An Meldungen über Datenpannen bei Firmen haben wir uns bereits gewöhnt. Wenn sie jedoch bei einem Unternehmen wie Facebook passieren, das 600 Millionen Mitgliedern weltweit eine Plattform bietet, werden selbst abgestumpfte Zeitgenossen hellhörig.
Bildschirm mit Facebook-Seite: Theoretisch Zugriff auf Bilder, Chats und Profildaten.
(Foto: REUTERS)Von einer solchen Panne berichtet nun die IT-Sicherheitsfirma Symantec auf ihrem Blog: Offenbar konnten unbefugte Dritte über Jahre hinweg persönliche Daten von Facebook-Nutzern auslesen - theoretisch zumindest.
Das Sicherheitsleck, erklärt Nishant Doshi von Symantec in seinem Beitrag, findet sich an der Schnittstelle zwischen den Facebook-Profilen und den Programmen auf der Seite, den sogenannten Facebook Apps.
Diese Miniprogramme, zu denen zum Beispiel das beliebte Spiel Farmville gehört, verbinden sich mit dem Konto der Nutzer, sobald diese dem zustimmen. Dafür müssen Facebook-Mitglieder den Zugriff auf verschiedene Daten wie E-Mail-Adresse, Kontakte oder die eigene Pinnwand erlauben.
Symantec bezeichnet diese vergebenen "access tokens" als Ersatzschlüssel für Teile des Profils. Diese Ersatzschlüssel übertrug Facebook allerdings offenbar unabsichtlich auch Werbekunden - und das seit Einführung der Miniprogramme im Jahr 2007.
Eine Lücke, die unbemerkt blieb
Damit, so Symantec, hätten diese theoretisch auch Zugriff auf die Profile, Bilder und Chats eines Nutzers erhalten können.
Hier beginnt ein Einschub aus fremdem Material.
//! Nonlinear reflection coefficient (NRC) compute module.
//!
//! Loads the five susceptibility tables once, evaluates the reflection
//! model over the energy grid, and writes one reflectivity table per
//! polarization combination. Data flows strictly forward; a failure in any
//! stage aborts the run for that stage with no retry or fallback.

mod model;
mod parser;

use super::ModuleExecutor;
use super::serialization::{format_scientific_f64, write_text_artifact};
use crate::common::config::RunConfig;
use crate::domain::{ComputeArtifact, ComputeResult, PolarizationPair, ShgError};
use std::fs;

pub use model::{
    LinearResponse, NrcModel, NrcSolution, esu_conversion, principal_sqrt, rif_constant,
};
pub use parser::{Chi2Tensor, SusceptibilityTables, load_spectrum, parse_spectrum_source};

/// Input and output artifacts of one configured run.
#[derive(Debug, Clone, PartialEq, Eq)]
pub struct NrcContract {
    pub required_inputs: Vec<ComputeArtifact>,
    pub expected_outputs: Vec<ComputeArtifact>,
}

#[derive(Debug, Clone, Copy, Default, PartialEq, Eq)]
pub struct NrcModule;

impl NrcModule {
    pub fn contract(&self, config: &RunConfig) -> NrcContract {
        NrcContract {
            required_inputs: [
                &config.chi1_file,
                &config.zzz_file,
                &config.zxx_file,
                &config.xxz_file,
                &config.xxx_file,
            ]
            .into_iter()
            .map(ComputeArtifact::new)
            .collect(),
            expected_outputs: PolarizationPair::ALL
                .into_iter()
                .map(|pair| ComputeArtifact::new(pair.output_name()))
                .collect(),
        }
    }

    /// Builds the model from a configuration without writing any output.
    pub fn load_model(&self, config: &RunConfig) -> ComputeResult<NrcModel> {
        let params = config.model_params()?;
        let grid = config.energy_grid()?;
        let tables = SusceptibilityTables::load(config, grid.len())?;
        NrcModel::new(grid, params, tables)
    }
}

impl ModuleExecutor for NrcModule {
    fn execute(&self, config: &RunConfig) -> ComputeResult<Vec<ComputeArtifact>> {
        let model = self.load_model(config)?;
        let solution = model.solve();

        fs::create_dir_all(&config.output_dir).map_err(|source| {
            ShgError::io_system(
                "IO.OUTPUT_DIRECTORY",
                format!(
                    "failed to create output directory '{}': {}",
                    config.output_dir.display(),
                    source
                ),
            )
        })?;

        let mut artifacts = Vec::with_capacity(PolarizationPair::ALL.len());
        for pair in PolarizationPair::ALL {
            let contents =
                render_reflectivity_table(&solution.energy, solution.reflectivity(pair));
            let output_path = config.output_dir.join(pair.output_name());
            write_text_artifact(&output_path, &contents).map_err(|source| {
                ShgError::io_system(
                    "IO.OUTPUT_WRITE",
                    format!(
                        "failed to write reflectivity table '{}': {}",
                        output_path.display(),
                        source
                    ),
                )
            })?;
            artifacts.push(ComputeArtifact::new(pair.output_name()));
        }

        Ok(artifacts)
    }
}

/// Two tab-separated columns (energy, reflectivity), 14 digits after the
/// decimal point in scientific notation, no header.
fn render_reflectivity_table(energy: &[f64], values: &[f64]) -> String {
    let mut lines = Vec::with_capacity(values.len());
    for (e, r) in energy.iter().zip(values) {
        lines.push(format!(
            "{}\t{}",
            format_scientific_f64(*e, 14),
            format_scientific_f64(*r, 14)
        ));
    }
    lines.join("\n")
}

#[cfg(test)]
mod tests {
    use super::{ModuleExecutor, NrcModule, render_reflectivity_table};
    use crate::common::config::RunConfig;
    use crate::domain::{ComputeArtifact, PolarizationPair, ShgErrorCategory};
    use std::fs;
    use std::path::Path;
    use tempfile::TempDir;

    fn stage_constant_table(path: &Path, rows: usize, real: f64, imag: f64) {
        let mut lines = Vec::with_capacity(rows);
        for index in 0..rows {
            lines.push(format!("{} {real:e} {imag:e}", index + 1));
        }
        fs::write(path, lines.join("\n")).expect("table should be written");
    }

    fn staged_config(temp: &TempDir, rows: usize) -> RunConfig {
        let mut config = RunConfig::default();
        config.input_dir = temp.path().join("res");
        config.output_dir = temp.path().join("nrc");
        config.energy_count = rows;
        fs::create_dir_all(&config.input_dir).expect("input dir should exist");

        for name in ["chi1", "zzz", "zxx", "xxz", "xxx"] {
            stage_constant_table(&config.input_dir.join(name), rows, 1.0, 0.0);
        }
        config
    }

    #[test]
    fn contract_names_five_inputs_and_four_outputs() {
        let contract = NrcModule.contract(&RunConfig::default());
        assert_eq!(contract.required_inputs.len(), 5);
        assert_eq!(
            contract.expected_outputs,
            vec![
                ComputeArtifact::new("Rpp"),
                ComputeArtifact::new("Rsp"),
                ComputeArtifact::new("Rps"),
                ComputeArtifact::new("Rss"),
            ]
        );
    }

    #[test]
    fn execute_writes_one_table_per_polarization_pair() {
        let temp = TempDir::new().expect("tempdir should be created");
        let config = staged_config(&temp, 32);

        let artifacts = NrcModule.execute(&config).expect("run should succeed");
        assert_eq!(artifacts.len(), 4);
        for pair in PolarizationPair::ALL {
            let path = config.output_dir.join(pair.output_name());
            assert!(path.is_file(), "{} should exist", path.display());
            let contents = fs::read_to_string(&path).expect("table should be readable");
            assert_eq!(contents.lines().count(), 32);
        }
    }

    #[test]
    fn execute_is_deterministic_for_identical_inputs() {
        let temp = TempDir::new().expect("tempdir should be created");
        let mut config = staged_config(&temp, 16);

        config.output_dir = temp.path().join("first");
        NrcModule.execute(&config).expect("first run should succeed");
        let first = fs::read(config.output_dir.join("Rpp")).expect("first bytes");

        config.output_dir = temp.path().join("second");
        NrcModule.execute(&config).expect("second run should succeed");
        let second = fs::read(config.output_dir.join("Rpp")).expect("second bytes");

        assert_eq!(first, second);
    }

    #[test]
    fn execute_fails_fast_when_a_table_is_missing() {
        let temp = TempDir::new().expect("tempdir should be created");
        let config = staged_config(&temp, 16);
        fs::remove_file(config.input_dir.join("xxz")).expect("table should be removed");

        let error = NrcModule
            .execute(&config)
            .expect_err("missing table should fail");
        assert_eq!(error.category(), ShgErrorCategory::IoSystemError);
        assert_eq!(error.placeholder(), "IO.SPECTRUM_READ");
        assert!(!config.output_dir.exists(), "no partial outputs expected");
    }

    #[test]
    fn execute_rejects_tables_shorter_than_the_grid() {
        let temp = TempDir::new().expect("tempdir should be created");
        let mut config = staged_config(&temp, 16);
        config.energy_count = 32;

        let error = NrcModule
            .execute(&config)
            .expect_err("short tables should fail");
        assert_eq!(error.category(), ShgErrorCategory::InputValidationError);
        assert_eq!(error.placeholder(), "INPUT.SPECTRUM_SHAPE");
    }

    #[test]
    fn rendered_table_rows_are_tab_separated_scientific_pairs() {
        let rendered = render_reflectivity_table(&[0.01, 12.0], &[0.0, 2.5e-21]);
        assert_eq!(
            rendered,
            "1.00000000000000e-02\t0.00000000000000e+00\n\
             1.20000000000000e+01\t2.50000000000000e-21"
        );
    }
}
Bis zum April hätten etwa 100.000 Apps solche Zugriffsrechte erhalten; täglich installieren Facebook-Mitglieder laut Symantec etwa 20 Millionen der Miniprogramme.
Zwar nutzt Facebook inzwischen ein sichereres Identifizierungsverfahren, die alten Verfahren, unter denen der Fehler auftritt, waren jedoch bislang weiter zugelassen.
Nutzer müssen aber derzeit nicht beunruhigt sein, persönlicher Daten verlustig gegangen zu sein. "Glücklicherweise dürften sich die Drittanbieter dieser Möglichkeit, auf Informationen zuzugreifen, überhaupt nicht bewusst gewesen sein", folgern die IT-Sicherheitsexperten im Blogeintrag. Ein Schaden sei deshalb nicht entstanden. Sie raten beunruhigten Nutzern dennoch, das Passwort ihres Facebook-Kontos zu ändern.
Nicht die erste Facebook-Lücke
Facebook reagierte sofort, hat die Lücke inzwischen geschlossen und eine Abschaltung der alten Identifizierungsverfahren angekündigt. Da allerdings Sicherheitsprobleme schlecht für den Ruf sind, sah sich das Unternehmen zu einem Widerspruch der Symantec-Schilderungen genötigt. In einer Erklärung ist von "Ungenauigkeiten" die Rede.
Werbekunden und Entwicklern sei es aufgrund der Geschäftsbedingungen überhaupt nicht erlaubt, "sich persönliche Informationen von Facebook-Nutzern auf eine Weise zu beschaffen oder zu verbreiten, die unseren Vorgaben widerspricht". Was nicht erlaubt sei, würde also auch nicht gemacht. Eine eigene Untersuchung habe ebenfalls ergeben, dass die Lücke nicht ausgenutzt worden sei.
Im Oktober 2010 war eine ähnliche Facebook-Lücke publik geworden: Damals gaben Miniprogramme die Nutzer-Identifikationsnummern an Online-Vermarkter weiter. Im Mai 2010 hatten Nutzer aufgrund eines Sicherheitsfehlers kurzzeitig die Chat-Nachrichten von Freunden einsehen können.
Das Unternehmen betont zwar immer wieder, Datenschutz ernst zu nehmen, aber Aussagen von direkt verantwortlichen Mitarbeitern lassen den Schluss zu, dass die IT-Sicherheit mit der ständigen Weiterentwicklung des Systems nicht Schritt halten kann.
So erklärte der Facebook-Sicherheitschef Max Kelly im vergangenen Jahr, sein Team könne niemals alle Lücken stopfen und alle Angriffe im Vorhinein verhindern: "Es wird immer Schwachstellen geben, egal, wie sehr wir uns anstrengen. Und bei dem Versuch, Löcher zu stopfen, produzieren wir auch neue Lücken."